**Material supplied**
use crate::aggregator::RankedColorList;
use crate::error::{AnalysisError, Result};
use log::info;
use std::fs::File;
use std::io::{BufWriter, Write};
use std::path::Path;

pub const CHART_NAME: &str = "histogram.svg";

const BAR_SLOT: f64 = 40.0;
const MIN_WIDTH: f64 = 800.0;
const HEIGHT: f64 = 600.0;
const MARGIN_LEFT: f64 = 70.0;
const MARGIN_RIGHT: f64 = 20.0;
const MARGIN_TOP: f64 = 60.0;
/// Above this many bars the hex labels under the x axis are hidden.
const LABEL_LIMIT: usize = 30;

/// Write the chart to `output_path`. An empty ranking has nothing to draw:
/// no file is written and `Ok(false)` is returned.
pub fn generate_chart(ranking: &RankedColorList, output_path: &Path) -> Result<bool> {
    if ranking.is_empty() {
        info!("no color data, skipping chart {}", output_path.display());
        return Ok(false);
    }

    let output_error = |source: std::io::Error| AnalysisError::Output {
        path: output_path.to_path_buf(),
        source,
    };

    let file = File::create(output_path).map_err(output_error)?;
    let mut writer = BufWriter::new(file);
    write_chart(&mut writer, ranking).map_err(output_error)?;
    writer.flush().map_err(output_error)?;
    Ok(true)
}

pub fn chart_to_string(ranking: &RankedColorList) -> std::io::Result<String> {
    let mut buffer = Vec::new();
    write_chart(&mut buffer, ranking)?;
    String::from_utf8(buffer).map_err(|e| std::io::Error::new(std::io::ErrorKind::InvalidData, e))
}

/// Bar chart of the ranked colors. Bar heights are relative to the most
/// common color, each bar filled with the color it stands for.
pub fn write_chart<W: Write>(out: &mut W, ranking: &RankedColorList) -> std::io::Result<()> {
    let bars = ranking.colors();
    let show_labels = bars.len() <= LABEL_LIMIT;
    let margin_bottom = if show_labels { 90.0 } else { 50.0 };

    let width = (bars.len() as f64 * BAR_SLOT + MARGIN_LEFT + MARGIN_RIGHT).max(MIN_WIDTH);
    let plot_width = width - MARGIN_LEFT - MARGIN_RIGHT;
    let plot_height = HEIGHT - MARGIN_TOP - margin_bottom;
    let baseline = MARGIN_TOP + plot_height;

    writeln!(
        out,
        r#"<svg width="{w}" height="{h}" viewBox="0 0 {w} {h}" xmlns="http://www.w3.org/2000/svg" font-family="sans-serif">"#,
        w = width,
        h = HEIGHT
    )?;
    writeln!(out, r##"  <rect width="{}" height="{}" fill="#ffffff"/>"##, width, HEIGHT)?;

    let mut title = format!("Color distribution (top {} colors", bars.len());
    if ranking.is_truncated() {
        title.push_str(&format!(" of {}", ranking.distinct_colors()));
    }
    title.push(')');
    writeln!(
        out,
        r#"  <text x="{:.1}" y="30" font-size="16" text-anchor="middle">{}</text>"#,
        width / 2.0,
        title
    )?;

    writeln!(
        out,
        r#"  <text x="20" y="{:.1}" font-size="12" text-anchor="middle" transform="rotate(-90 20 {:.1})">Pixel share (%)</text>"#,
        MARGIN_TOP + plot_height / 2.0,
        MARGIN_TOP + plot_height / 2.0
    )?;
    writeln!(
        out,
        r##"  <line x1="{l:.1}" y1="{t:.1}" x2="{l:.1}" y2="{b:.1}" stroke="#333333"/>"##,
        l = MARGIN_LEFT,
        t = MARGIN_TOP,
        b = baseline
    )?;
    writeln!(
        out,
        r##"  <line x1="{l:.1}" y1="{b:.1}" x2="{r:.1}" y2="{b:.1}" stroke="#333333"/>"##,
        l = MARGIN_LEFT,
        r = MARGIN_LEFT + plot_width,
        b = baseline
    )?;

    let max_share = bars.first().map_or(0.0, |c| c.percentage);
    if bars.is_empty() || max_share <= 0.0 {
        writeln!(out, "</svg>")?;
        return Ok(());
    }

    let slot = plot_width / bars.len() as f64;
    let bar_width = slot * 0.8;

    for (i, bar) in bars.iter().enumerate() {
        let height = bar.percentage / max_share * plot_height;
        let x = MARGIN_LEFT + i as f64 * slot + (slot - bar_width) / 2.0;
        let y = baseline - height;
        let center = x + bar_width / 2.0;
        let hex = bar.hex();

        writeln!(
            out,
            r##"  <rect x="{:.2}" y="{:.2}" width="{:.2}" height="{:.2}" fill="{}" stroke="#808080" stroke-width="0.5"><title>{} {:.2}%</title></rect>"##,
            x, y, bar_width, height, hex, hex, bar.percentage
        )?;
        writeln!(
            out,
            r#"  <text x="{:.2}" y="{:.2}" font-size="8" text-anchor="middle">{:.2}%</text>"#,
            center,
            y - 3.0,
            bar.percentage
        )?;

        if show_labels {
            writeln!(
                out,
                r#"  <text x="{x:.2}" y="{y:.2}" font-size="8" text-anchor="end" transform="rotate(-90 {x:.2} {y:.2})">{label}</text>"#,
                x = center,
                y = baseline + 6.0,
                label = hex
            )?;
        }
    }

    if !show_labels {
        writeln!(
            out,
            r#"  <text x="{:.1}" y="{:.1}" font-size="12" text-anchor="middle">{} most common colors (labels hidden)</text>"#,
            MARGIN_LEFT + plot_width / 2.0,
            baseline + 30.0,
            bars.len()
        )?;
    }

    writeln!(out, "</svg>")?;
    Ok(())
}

**Work to complete**
The reply should hold only the lines of the listing above starting at the line containing "const MIN_WIDTH: f64 = 800.0;" and ending at the line containing "file is written", exactly as written.

**Expected answer**
const MIN_WIDTH: f64 = 800.0;
const HEIGHT: f64 = 600.0;
const MARGIN_LEFT: f64 = 70.0;
const MARGIN_RIGHT: f64 = 20.0;
const MARGIN_TOP: f64 = 60.0;
/// Above this many bars the hex labels under the x axis are hidden.
const LABEL_LIMIT: usize = 30;

/// Write the chart to `output_path`. An empty ranking has nothing to draw:
/// no file is written and `Ok(false)` is returned.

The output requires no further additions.